Il est abattu à Torreagüera (Murcie) en défendant sa fille contre son ex-partenaire. Le quartier de Murcie est tombé dans l'obscurité ce mercredi choqué par une fusillade qui s'est terminé par le mort d'une femme de 78 ans aux mains du détenuun homme de 56 ans nommé Sebastian.
Les événements se sont produits après huit heures et demie de l'après-midi: Plusieurs appels ont alerté le 112 de la Région de Murcie qu'un homme avait tiré à plusieurs reprises sur la femme.
Rapidement les services d'urgence et les membres de la police locale de Murcie Ils se sont rendus dans les locaux situés au numéro 80 de la Calle Mayor. de la ville de Murcie, où ils ont découvert une scène dans laquelle les ballons qui décoraient le bar à l'intérieur de l'établissement se mêlaient à la panique et à la tragédie.

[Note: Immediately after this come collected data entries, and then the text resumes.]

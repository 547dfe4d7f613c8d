//! Periodic sweep of expired revocations
//!
//! Complements the per-entry cleanup tasks: entries whose task was never
//! scheduled (no runtime at revoke time, or scheduling disabled) are still
//! reclaimed here.

use std::sync::Arc;
use tracing::{debug, info, warn};

use rt_shared::config::RevocationConfig;

use super::revocation::RevocationStore;

/// Configuration for the revocation sweeper
#[derive(Debug, Clone)]
pub struct SweepConfig {
    /// How often to run the sweep (in seconds)
    pub interval_seconds: u64,
    /// Whether to enable the background sweep
    pub enabled: bool,
}

impl Default for SweepConfig {
    fn default() -> Self {
        Self {
            interval_seconds: 60,
            enabled: true,
        }
    }
}

impl From<&RevocationConfig> for SweepConfig {
    fn from(config: &RevocationConfig) -> Self {
        Self {
            interval_seconds: config.sweep_interval_seconds.max(1),
            enabled: config.sweep_enabled,
        }
    }
}

/// Background maintenance for a [`RevocationStore`]
pub struct RevocationSweeper {
    store: Arc<RevocationStore>,
    config: SweepConfig,
}

impl RevocationSweeper {
    /// Create a new sweeper for the store
    pub fn new(store: Arc<RevocationStore>, config: SweepConfig) -> Self {
        Self { store, config }
    }

    /// Run a single sweep
    pub fn run_once(&self) -> SweepResult {
        if !self.config.enabled {
            return SweepResult::default();
        }

        let purged = self.store.purge_expired();
        let result = SweepResult {
            entries_purged: purged,
            entries_remaining: self.store.size(),
        };

        if purged > 0 {
            info!(
                "Revocation sweep removed {} expired entries, {} remaining",
                result.entries_purged, result.entries_remaining
            );
        } else {
            debug!("Revocation sweep found nothing to remove");
        }

        result
    }

    /// Start the sweeper as a background task
    ///
    /// This spawns a tokio task that sweeps at regular intervals
    pub fn start_background_task(self: Arc<Self>) {
        if !self.config.enabled {
            warn!("Revocation sweeper is disabled");
            return;
        }

        let interval = std::time::Duration::from_secs(self.config.interval_seconds);

        tokio::spawn(async move {
            info!(
                "Revocation sweeper started - will run every {} seconds",
                self.config.interval_seconds
            );

            let mut interval_timer = tokio::time::interval(interval);

            loop {
                interval_timer.tick().await;
                self.run_once();
            }
        });
    }
}

/// Result of a sweep
#[derive(Debug, Default, Clone, Copy, PartialEq, Eq)]
pub struct SweepResult {
    /// Number of expired entries removed
    pub entries_purged: usize,
    /// Entries left after the sweep
    pub entries_remaining: usize,
}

Selon le récit des personnes présentes, la victime décédée, l'ex-belle-mère de l'agresseur, aurait fait obstacle à la défense de sa fille après avoir constaté que l'homme portait au moins une arme à feu, de telle manière que les balles l'ont touchée.
Les toilettes Ils ont tenté de réanimer la victime par réanimation.. Cependant, après plusieurs minutes d’efforts, ils n’ont pas pu lui sauver la vie.
La victime se serait mise entre sa fille et l'agresseur en voyant comment celui-ci pointait l'arme.
Un endroit qui allait bientôt ouvrir
Des voisins présents sur les lieux ont indiqué que les locaux, où se trouvaient auparavant un rôtissoire de poulet bien connu dans la villeallait ouvrir ses portes sous peu dans les prochains jours en tant que bar.
Ils ont également assuré que les propriétaires avaient l'habitude de rencontrer d'autres membres de leur famille et amis à l'intérieur du sous-sol pour organiser occasionnellement des fêtes ou des rassemblements privés comme celui qui a eu lieu ce mercredi soir. A la porte des locaux il y a eu une vague drapeau de la Colombienationalité de la victime.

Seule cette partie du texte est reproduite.